Stored data START
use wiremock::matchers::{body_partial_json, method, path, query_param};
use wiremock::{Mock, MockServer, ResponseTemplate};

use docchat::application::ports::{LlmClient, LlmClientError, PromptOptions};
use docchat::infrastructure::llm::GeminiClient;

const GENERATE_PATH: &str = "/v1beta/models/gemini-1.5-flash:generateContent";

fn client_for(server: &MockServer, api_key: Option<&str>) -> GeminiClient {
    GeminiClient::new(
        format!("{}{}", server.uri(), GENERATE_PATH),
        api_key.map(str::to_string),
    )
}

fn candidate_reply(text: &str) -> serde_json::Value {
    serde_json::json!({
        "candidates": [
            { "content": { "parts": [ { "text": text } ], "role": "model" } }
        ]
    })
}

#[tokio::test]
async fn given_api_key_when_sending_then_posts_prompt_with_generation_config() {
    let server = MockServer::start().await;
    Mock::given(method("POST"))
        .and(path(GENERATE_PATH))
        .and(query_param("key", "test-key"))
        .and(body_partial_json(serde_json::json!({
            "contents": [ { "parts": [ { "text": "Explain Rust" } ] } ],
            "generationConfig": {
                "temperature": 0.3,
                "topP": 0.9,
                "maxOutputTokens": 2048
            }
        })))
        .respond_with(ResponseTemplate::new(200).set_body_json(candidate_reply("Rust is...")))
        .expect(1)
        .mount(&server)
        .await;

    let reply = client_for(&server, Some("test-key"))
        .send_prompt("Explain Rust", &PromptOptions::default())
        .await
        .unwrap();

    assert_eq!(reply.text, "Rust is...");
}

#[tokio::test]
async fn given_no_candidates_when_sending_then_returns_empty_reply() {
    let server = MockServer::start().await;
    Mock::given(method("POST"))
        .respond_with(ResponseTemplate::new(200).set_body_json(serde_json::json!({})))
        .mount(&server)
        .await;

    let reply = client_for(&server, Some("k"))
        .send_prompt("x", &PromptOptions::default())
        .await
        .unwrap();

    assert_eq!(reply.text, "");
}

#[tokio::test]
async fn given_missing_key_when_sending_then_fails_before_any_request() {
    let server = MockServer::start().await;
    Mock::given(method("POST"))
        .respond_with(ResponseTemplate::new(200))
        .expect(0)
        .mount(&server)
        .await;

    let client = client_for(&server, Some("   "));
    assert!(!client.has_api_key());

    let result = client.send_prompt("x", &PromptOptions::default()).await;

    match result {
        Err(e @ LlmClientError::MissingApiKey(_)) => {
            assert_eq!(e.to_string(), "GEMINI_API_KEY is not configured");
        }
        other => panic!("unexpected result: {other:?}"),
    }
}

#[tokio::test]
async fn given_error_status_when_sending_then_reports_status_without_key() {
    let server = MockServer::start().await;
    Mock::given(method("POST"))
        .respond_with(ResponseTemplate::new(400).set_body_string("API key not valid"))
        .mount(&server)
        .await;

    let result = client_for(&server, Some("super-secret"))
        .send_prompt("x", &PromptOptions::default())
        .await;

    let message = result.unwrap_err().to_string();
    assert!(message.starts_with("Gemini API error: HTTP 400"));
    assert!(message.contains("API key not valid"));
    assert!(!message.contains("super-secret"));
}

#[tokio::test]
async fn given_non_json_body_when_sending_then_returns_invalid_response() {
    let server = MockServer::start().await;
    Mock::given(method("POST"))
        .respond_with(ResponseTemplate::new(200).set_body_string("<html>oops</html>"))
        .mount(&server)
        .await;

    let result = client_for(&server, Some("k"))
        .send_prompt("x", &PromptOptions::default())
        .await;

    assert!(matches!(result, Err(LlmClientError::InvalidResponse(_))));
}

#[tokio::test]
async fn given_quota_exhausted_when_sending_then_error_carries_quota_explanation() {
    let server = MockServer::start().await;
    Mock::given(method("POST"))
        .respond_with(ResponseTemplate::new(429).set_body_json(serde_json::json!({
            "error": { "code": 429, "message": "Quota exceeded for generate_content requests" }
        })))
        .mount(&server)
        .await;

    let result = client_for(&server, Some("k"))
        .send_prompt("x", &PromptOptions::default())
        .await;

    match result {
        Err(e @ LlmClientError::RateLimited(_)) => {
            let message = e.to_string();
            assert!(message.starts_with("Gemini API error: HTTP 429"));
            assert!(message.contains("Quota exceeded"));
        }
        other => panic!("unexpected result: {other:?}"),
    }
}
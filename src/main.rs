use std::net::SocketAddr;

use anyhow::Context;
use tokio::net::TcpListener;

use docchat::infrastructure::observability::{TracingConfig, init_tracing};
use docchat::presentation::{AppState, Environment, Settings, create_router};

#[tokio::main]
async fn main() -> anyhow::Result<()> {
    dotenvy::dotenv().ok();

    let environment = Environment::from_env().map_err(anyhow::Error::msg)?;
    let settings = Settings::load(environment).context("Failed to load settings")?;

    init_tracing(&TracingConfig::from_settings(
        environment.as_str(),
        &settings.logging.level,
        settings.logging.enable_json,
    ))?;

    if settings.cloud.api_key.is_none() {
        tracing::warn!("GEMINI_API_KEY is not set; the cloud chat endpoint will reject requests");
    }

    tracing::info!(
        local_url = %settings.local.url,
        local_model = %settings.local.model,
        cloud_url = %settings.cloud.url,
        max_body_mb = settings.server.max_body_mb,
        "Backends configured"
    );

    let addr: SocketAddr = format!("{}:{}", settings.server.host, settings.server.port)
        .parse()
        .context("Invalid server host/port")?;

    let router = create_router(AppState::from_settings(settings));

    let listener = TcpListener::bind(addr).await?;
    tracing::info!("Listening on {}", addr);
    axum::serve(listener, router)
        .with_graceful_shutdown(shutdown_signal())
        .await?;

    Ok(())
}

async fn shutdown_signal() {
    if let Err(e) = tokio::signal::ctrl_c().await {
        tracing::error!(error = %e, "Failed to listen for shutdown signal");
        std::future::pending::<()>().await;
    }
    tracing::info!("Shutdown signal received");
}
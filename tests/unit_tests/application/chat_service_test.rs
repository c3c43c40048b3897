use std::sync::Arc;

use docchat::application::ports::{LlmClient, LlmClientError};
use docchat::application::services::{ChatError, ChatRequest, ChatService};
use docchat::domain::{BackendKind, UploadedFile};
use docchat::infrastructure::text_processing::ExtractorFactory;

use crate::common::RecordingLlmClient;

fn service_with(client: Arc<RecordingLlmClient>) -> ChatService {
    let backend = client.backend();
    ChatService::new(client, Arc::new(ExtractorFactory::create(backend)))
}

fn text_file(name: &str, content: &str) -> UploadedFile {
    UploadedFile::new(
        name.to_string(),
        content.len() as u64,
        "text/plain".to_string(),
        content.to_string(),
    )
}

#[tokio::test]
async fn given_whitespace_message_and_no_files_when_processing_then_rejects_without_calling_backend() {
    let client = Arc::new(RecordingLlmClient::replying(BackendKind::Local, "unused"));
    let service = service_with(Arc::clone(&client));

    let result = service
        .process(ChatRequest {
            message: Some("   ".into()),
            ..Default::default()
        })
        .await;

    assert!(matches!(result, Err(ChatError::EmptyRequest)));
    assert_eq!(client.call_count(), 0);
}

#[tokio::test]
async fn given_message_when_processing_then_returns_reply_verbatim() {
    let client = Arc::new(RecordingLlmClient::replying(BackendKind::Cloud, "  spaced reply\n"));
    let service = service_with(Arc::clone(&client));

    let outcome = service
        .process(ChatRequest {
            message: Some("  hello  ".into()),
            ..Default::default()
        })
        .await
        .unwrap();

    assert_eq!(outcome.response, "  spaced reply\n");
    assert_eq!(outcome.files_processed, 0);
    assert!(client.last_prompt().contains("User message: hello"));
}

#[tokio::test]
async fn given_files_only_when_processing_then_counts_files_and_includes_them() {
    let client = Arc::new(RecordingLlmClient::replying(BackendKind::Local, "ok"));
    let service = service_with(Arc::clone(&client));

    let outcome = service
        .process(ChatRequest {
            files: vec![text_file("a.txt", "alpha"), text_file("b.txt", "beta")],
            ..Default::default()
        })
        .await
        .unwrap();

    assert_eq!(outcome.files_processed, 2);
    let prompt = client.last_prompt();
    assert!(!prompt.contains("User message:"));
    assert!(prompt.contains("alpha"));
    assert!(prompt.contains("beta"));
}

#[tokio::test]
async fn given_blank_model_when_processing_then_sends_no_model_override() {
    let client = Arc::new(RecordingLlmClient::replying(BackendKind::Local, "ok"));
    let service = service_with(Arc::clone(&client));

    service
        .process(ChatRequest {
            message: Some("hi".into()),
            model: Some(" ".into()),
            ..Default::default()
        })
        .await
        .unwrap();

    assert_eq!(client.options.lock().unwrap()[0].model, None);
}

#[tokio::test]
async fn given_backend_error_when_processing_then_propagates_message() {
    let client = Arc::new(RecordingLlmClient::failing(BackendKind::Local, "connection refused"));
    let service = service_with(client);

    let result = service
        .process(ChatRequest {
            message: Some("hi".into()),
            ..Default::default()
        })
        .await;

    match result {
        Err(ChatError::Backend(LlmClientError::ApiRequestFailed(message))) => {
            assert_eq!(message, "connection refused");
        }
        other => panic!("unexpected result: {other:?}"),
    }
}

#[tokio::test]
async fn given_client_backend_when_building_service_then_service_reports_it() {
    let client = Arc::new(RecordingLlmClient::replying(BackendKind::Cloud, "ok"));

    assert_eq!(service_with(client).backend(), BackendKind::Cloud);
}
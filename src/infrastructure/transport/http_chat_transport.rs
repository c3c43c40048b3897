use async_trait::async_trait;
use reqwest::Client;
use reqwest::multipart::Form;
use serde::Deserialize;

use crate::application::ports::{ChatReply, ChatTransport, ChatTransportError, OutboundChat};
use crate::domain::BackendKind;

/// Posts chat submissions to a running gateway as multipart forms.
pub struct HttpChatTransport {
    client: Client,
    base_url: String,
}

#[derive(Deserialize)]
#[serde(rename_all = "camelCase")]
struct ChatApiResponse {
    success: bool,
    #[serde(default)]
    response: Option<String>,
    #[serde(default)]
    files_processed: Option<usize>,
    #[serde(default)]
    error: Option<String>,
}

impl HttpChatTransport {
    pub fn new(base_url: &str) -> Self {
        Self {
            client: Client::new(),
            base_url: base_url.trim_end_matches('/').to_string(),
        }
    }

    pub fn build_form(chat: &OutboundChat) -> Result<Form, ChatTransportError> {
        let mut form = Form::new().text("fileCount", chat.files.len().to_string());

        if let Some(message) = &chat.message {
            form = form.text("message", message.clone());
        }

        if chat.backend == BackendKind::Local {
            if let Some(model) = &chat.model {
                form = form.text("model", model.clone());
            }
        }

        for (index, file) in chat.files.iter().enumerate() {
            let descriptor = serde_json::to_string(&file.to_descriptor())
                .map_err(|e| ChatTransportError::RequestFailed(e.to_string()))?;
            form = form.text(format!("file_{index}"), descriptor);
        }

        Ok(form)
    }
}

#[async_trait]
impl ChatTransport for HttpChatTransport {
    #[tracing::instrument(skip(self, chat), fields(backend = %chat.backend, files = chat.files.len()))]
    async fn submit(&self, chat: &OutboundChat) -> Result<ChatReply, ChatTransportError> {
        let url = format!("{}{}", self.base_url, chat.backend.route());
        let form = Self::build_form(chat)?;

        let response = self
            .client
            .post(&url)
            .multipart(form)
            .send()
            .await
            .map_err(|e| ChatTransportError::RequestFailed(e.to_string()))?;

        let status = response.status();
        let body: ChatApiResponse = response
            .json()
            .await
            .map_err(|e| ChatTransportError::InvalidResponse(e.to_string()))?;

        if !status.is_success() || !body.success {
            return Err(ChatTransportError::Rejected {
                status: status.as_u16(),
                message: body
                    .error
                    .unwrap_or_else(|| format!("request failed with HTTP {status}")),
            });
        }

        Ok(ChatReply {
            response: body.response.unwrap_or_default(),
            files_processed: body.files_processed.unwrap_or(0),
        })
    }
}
Stored data END
Take each line above that contains "crate" and copy it out.

use crate::common::RecordingLlmClient;
use crate::application::ports::{ChatReply, ChatTransport, ChatTransportError, OutboundChat};
use crate::domain::BackendKind;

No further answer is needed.